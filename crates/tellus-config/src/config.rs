//! Planet configuration struct with RON load/save.

use std::path::Path;

use serde::{Deserialize, Serialize};

use crate::error::ConfigError;

/// Everything needed to build and tune a planet.
#[derive(Debug, Clone, Serialize, Deserialize, PartialEq)]
#[serde(default)]
pub struct PlanetConfig {
    /// World seed for deterministic terrain.
    pub seed: u32,
    /// Edge length of one cube face in chunk-coordinate units.
    pub face_size: u32,
    /// Samples per patch edge; chunks at or below this size are terminal.
    pub mesh_size: u32,
    /// LOD culling radius multiplier.
    pub range_multiplier: f64,
    /// Fraction of the refinement range used for vertex morphing.
    pub morph_blend: f64,
    /// Subdivision depth cap; 0 derives it from `face_size` and `mesh_size`.
    pub max_depth: u32,
    /// Vertical exaggeration applied to the normalized height field.
    pub height_scale: f64,
}

impl Default for PlanetConfig {
    fn default() -> Self {
        Self {
            seed: 2,
            face_size: 8192,
            mesh_size: 33,
            range_multiplier: 150.0,
            morph_blend: 0.3,
            max_depth: 0,
            height_scale: 50.0,
        }
    }
}

impl PlanetConfig {
    /// Sea level, a fixed fraction of the height scale.
    #[must_use]
    pub fn water_level(&self) -> f64 {
        self.height_scale * 0.25
    }

    /// Load config from the given directory, or create a default config file.
    pub fn load_or_create(config_dir: &Path) -> Result<Self, ConfigError> {
        let config_path = config_dir.join("planet.ron");

        if config_path.exists() {
            let contents = std::fs::read_to_string(&config_path).map_err(ConfigError::ReadError)?;
            let config: PlanetConfig =
                ron::from_str(&contents).map_err(ConfigError::ParseError)?;
            tracing::info!(path = %config_path.display(), "loaded planet config");
            Ok(config)
        } else {
            let config = PlanetConfig::default();
            config.save(config_dir)?;
            tracing::info!(path = %config_path.display(), "created default planet config");
            Ok(config)
        }
    }

    /// Save config to the given directory as `planet.ron`.
    pub fn save(&self, config_dir: &Path) -> Result<(), ConfigError> {
        std::fs::create_dir_all(config_dir).map_err(ConfigError::WriteError)?;

        let config_path = config_dir.join("planet.ron");
        let pretty = ron::ser::PrettyConfig::new()
            .depth_limit(3)
            .separate_tuple_members(true)
            .enumerate_arrays(false);

        let serialized =
            ron::ser::to_string_pretty(self, pretty).map_err(ConfigError::SerializeError)?;

        std::fs::write(&config_path, serialized).map_err(ConfigError::WriteError)?;
        Ok(())
    }
}

#[cfg(test)]
mod tests {
    use super::*;

    #[test]
    fn test_default_config_serializes() {
        let config = PlanetConfig::default();
        let ron_str =
            ron::ser::to_string_pretty(&config, ron::ser::PrettyConfig::new().depth_limit(3))
                .unwrap();
        assert!(ron_str.contains("face_size: 8192"));
        assert!(ron_str.contains("seed: 2"));
    }

    #[test]
    fn test_config_roundtrip() {
        let config = PlanetConfig::default();
        let ron_str = ron::to_string(&config).unwrap();
        let deserialized: PlanetConfig = ron::from_str(&ron_str).unwrap();
        assert_eq!(config, deserialized);
    }

    #[test]
    fn test_missing_field_uses_default() {
        let ron_str = "(seed: 99)";
        let config: PlanetConfig = ron::from_str(ron_str).unwrap();
        assert_eq!(config.seed, 99);
        assert_eq!(config.face_size, 8192);
        assert_eq!(config.mesh_size, 33);
    }

    #[test]
    fn test_water_level_tracks_height_scale() {
        let config = PlanetConfig::default();
        assert_eq!(config.water_level(), 12.5);

        let tall = PlanetConfig {
            height_scale: 100.0,
            ..Default::default()
        };
        assert_eq!(tall.water_level(), 25.0);
    }

    #[test]
    fn test_save_and_load() {
        let dir = tempfile::tempdir().unwrap();
        let config = PlanetConfig {
            seed: 7,
            face_size: 4096,
            ..Default::default()
        };

        config.save(dir.path()).unwrap();
        let loaded = PlanetConfig::load_or_create(dir.path()).unwrap();
        assert_eq!(config, loaded);
    }

    #[test]
    fn test_load_or_create_writes_defaults() {
        let dir = tempfile::tempdir().unwrap();
        let created = PlanetConfig::load_or_create(dir.path()).unwrap();
        assert_eq!(created, PlanetConfig::default());
        assert!(dir.path().join("planet.ron").exists());
    }

    #[test]
    fn test_malformed_file_is_a_parse_error() {
        let dir = tempfile::tempdir().unwrap();
        std::fs::write(dir.path().join("planet.ron"), "(seed: \"not a number\")").unwrap();
        let err = PlanetConfig::load_or_create(dir.path()).unwrap_err();
        assert!(matches!(err, ConfigError::ParseError(_)));
    }
}
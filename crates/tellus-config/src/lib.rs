//! Planet configuration with sensible defaults and RON persistence.

mod config;
mod error;

pub use config::PlanetConfig;
pub use error::ConfigError;
//! The height-source capability interface.

use tellus_cubesphere::Face;

use crate::FetchError;

/// Number of extra samples on every side of a fetched grid.
///
/// The halo gives the mesh builder enough neighborhood to estimate normals
/// at patch edges and keeps adjacent patches seam free.
pub const CHUNK_HALO: usize = 2;

/// Side length of the padded sample grid for a `dest_size` logical grid.
#[inline]
#[must_use]
pub fn padded_size(dest_size: u32) -> usize {
    dest_size as usize + 2 * CHUNK_HALO
}

/// A source of height samples for chunks of the planet surface.
///
/// Implementations must be deterministic pure functions of the chunk
/// address and their own configuration, and callable from the fetch worker
/// thread.
pub trait Generator: Send + Sync {
    /// Fill `out` with `padded_size(dest_size)²` row-major samples covering
    /// the `size`-sized square at `(x, y)` on `face`, plus a [`CHUNK_HALO`]
    /// border on every side. Samples are nominally in `[0, 1]`; ridged
    /// peaks may overshoot.
    fn fetch_data(
        &self,
        dest_size: u32,
        face: Face,
        x: u32,
        y: u32,
        size: u32,
        out: &mut [f32],
    ) -> Result<(), FetchError>;

    /// Edge length of a whole face, in the same units as chunk coordinates.
    fn size(&self) -> u32;
}

#[cfg(test)]
mod tests {
    use super::*;

    #[test]
    fn test_padded_size_adds_halo_on_both_sides() {
        assert_eq!(padded_size(33), 37);
        assert_eq!(padded_size(1), 5);
    }
}
//! Geometric primitives for terrain culling: half-space planes, view frustums, and AABBs.

mod aabb;
mod frustum;
mod plane;

pub use aabb::Aabb;
pub use frustum::Frustum;
pub use plane::Plane;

---+---

Select from the material above each line in which the string "filename" appears, and list those lines.

**REPLY TO THE TASK:**
filename crates/tellus-config/src/config.rs
filename crates/tellus-config/src/lib.rs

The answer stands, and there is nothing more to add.